#### [Supplied records]
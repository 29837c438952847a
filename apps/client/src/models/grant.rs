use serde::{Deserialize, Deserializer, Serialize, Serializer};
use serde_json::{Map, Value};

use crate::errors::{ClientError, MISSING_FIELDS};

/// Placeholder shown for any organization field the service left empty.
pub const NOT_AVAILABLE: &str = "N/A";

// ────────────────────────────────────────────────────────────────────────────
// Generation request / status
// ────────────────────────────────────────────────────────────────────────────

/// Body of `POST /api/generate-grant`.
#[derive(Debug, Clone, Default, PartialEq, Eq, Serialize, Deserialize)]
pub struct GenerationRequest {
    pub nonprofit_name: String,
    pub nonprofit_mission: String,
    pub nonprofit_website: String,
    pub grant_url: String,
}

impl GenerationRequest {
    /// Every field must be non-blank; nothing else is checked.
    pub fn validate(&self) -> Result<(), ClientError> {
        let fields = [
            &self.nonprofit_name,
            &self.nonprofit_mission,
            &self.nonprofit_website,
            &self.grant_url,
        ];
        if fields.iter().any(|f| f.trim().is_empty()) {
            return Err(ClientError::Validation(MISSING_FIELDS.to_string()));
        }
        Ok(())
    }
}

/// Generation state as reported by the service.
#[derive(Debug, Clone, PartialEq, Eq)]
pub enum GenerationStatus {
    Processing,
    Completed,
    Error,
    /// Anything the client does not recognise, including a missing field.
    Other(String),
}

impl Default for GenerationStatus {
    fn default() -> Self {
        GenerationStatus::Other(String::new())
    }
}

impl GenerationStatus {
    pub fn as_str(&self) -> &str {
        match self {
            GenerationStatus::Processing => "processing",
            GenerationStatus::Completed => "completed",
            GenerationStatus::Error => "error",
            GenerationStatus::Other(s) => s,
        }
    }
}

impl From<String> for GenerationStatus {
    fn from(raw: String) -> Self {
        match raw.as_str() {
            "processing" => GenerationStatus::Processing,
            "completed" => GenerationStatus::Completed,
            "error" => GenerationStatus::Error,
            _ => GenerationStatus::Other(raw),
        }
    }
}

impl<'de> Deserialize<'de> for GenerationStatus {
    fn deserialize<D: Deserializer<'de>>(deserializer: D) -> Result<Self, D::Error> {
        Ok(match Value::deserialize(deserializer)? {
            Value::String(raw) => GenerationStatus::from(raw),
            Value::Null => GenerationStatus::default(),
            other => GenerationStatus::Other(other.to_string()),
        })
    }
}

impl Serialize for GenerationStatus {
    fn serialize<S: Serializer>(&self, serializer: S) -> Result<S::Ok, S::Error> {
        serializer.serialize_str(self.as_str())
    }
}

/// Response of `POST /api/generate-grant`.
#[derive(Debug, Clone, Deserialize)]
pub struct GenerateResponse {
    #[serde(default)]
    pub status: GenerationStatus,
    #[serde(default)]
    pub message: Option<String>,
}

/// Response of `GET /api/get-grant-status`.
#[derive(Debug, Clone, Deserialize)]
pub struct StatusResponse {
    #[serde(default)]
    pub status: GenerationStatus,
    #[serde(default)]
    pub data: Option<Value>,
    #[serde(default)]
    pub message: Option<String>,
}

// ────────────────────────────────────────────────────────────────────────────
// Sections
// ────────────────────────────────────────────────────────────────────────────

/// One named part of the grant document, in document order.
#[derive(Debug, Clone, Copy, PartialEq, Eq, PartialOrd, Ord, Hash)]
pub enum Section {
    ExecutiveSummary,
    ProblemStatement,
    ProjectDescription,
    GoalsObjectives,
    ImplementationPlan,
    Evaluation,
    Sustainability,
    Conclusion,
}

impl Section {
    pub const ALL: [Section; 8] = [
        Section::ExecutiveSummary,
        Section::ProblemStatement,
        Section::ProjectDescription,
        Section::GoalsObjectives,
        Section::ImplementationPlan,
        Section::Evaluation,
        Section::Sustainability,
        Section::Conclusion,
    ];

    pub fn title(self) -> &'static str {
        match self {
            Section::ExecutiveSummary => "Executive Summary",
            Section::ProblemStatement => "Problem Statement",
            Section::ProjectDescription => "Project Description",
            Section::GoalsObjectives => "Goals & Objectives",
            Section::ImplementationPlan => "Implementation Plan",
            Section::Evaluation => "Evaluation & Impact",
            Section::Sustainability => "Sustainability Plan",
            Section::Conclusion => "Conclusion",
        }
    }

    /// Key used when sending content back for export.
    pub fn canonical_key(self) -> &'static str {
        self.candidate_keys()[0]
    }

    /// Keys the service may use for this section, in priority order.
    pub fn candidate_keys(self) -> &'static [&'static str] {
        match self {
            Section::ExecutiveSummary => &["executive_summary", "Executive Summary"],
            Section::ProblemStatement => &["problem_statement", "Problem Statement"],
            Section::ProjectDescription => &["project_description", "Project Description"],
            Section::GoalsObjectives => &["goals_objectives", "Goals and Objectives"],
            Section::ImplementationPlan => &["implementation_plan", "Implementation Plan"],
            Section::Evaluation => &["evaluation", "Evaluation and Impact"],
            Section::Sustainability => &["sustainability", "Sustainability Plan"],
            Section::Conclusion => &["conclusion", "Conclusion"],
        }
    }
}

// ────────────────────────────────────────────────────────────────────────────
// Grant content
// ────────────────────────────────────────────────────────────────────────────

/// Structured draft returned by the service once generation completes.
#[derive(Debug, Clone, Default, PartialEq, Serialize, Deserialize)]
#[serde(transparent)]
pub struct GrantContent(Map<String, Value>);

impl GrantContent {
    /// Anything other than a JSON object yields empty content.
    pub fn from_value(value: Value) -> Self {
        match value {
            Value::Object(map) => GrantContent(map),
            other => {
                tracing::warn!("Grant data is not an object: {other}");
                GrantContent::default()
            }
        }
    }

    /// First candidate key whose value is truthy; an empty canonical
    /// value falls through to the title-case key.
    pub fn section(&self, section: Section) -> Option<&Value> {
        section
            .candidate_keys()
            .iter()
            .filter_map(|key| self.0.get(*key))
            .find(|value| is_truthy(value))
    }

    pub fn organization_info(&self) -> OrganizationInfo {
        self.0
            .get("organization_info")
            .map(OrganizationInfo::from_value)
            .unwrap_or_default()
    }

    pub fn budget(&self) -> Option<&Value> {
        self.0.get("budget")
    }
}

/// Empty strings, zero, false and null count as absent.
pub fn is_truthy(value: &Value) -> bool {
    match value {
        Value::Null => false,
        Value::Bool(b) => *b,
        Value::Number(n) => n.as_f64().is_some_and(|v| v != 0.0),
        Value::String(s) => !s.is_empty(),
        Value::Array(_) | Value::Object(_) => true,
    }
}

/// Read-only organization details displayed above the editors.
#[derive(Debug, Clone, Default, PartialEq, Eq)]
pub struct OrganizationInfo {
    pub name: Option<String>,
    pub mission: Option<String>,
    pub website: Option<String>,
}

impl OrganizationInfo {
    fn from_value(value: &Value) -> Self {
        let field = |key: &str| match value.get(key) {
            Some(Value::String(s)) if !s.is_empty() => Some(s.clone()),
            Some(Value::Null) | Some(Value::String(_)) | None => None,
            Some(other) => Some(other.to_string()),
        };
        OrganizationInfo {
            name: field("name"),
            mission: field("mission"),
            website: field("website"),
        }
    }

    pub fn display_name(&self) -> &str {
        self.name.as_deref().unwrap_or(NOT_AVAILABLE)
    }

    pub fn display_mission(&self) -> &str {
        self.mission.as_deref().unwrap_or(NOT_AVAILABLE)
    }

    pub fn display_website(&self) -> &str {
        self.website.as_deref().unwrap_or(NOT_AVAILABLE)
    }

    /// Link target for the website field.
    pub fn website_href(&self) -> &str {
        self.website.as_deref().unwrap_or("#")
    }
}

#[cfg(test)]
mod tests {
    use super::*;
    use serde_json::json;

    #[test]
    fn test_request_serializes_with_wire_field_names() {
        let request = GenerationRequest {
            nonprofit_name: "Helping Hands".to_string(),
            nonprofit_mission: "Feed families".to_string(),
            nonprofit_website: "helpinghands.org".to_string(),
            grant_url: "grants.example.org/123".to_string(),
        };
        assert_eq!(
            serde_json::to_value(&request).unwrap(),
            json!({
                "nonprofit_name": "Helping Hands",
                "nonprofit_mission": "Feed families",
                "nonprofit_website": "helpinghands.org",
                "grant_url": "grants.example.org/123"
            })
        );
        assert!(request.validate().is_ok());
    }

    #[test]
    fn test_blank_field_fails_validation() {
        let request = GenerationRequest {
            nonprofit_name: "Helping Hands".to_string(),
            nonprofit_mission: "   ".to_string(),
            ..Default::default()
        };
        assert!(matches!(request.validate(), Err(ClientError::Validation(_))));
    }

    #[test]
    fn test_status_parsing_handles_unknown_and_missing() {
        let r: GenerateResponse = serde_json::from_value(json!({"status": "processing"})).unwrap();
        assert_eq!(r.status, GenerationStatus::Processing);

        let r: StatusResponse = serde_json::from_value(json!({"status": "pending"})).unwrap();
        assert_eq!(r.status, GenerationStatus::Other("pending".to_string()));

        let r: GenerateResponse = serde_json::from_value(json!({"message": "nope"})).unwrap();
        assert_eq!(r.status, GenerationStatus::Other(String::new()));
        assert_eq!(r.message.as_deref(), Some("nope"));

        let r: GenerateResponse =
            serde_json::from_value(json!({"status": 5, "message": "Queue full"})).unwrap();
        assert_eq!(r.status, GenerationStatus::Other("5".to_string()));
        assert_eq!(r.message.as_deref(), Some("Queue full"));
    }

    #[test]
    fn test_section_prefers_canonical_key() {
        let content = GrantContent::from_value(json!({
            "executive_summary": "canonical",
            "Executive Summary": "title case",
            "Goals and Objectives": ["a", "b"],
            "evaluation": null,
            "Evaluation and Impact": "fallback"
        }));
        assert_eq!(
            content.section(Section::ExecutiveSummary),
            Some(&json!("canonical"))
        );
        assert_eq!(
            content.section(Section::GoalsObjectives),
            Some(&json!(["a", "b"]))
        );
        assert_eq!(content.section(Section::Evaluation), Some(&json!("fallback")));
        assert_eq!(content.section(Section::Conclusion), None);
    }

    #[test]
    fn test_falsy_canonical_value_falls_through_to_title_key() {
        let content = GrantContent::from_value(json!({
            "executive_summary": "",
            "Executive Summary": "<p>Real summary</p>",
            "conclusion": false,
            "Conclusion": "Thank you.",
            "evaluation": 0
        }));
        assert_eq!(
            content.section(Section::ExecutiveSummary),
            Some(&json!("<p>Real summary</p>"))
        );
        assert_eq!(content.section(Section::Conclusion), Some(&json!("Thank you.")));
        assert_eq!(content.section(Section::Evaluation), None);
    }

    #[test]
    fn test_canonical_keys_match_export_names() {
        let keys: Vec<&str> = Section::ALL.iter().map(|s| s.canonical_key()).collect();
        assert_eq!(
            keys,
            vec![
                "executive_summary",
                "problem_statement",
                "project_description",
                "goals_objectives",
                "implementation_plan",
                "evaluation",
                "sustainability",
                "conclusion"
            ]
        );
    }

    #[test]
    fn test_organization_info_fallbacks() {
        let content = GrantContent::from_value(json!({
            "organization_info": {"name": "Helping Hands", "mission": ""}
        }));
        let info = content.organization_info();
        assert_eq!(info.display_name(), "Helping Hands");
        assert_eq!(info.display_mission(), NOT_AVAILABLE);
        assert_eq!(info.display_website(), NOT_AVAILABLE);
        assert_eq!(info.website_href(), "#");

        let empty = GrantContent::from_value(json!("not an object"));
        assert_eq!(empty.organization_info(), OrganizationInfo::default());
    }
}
* * *
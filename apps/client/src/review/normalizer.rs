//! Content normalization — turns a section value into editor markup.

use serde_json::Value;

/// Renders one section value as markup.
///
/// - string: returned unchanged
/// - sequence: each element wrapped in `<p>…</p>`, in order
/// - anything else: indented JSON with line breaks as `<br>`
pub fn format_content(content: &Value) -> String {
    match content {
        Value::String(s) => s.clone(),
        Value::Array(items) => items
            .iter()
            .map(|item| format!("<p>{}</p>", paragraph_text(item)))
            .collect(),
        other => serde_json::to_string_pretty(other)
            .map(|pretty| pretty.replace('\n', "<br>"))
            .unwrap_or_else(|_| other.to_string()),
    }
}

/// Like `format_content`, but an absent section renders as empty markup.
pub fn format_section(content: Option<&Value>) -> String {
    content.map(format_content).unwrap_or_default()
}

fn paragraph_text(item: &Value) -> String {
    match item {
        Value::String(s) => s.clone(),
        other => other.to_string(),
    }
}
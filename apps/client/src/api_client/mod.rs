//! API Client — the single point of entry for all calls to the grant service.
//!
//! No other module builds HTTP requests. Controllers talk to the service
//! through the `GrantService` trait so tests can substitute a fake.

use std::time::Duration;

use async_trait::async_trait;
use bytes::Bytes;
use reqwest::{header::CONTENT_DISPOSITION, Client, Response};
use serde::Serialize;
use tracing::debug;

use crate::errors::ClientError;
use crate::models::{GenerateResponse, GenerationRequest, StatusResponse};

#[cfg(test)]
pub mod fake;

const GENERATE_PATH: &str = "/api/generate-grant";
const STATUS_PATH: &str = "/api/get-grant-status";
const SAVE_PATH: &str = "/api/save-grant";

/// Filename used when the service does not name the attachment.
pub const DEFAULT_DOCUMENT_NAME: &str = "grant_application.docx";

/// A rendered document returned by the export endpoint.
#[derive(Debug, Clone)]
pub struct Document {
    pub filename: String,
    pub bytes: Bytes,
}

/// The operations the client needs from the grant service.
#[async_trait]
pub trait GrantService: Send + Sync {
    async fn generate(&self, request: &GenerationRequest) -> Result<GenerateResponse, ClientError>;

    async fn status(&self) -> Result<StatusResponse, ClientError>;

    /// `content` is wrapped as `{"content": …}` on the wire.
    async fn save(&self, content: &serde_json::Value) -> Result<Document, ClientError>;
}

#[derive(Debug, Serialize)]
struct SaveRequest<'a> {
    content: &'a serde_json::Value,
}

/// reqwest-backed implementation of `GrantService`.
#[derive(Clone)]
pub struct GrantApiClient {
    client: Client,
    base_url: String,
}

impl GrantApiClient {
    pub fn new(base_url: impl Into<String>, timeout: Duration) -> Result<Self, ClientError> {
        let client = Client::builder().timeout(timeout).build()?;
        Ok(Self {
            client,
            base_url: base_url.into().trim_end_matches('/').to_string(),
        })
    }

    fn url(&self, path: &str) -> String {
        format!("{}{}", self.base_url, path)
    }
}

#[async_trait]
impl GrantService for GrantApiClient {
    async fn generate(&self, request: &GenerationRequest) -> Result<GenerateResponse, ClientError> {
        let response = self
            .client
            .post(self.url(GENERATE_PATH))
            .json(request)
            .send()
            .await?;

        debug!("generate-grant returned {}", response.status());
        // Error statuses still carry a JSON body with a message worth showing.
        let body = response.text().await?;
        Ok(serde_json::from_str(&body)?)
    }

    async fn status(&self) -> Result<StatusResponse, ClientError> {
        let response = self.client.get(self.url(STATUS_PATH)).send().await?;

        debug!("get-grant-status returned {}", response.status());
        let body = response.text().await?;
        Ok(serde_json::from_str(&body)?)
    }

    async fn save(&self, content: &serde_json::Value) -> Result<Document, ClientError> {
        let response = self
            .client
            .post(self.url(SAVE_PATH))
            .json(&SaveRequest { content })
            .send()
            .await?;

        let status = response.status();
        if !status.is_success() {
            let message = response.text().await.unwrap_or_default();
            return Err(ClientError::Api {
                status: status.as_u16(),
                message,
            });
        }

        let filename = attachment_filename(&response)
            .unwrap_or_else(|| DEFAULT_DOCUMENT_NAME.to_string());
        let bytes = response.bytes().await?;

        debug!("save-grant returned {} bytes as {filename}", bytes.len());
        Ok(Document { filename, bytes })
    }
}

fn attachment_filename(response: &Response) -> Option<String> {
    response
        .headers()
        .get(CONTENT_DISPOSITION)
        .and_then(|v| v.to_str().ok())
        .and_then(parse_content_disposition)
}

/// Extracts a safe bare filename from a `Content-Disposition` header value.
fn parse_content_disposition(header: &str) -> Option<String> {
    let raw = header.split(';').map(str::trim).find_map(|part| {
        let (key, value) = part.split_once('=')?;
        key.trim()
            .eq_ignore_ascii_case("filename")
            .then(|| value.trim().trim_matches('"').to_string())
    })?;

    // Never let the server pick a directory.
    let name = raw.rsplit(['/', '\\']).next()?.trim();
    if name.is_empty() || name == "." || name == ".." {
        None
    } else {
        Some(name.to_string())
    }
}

#### [Task statement]
For this listing, copy out every line that includes the word "used".

#### [Solution for this task]
    /// Key used when sending content back for export.
/// Filename used when the service does not name the attachment.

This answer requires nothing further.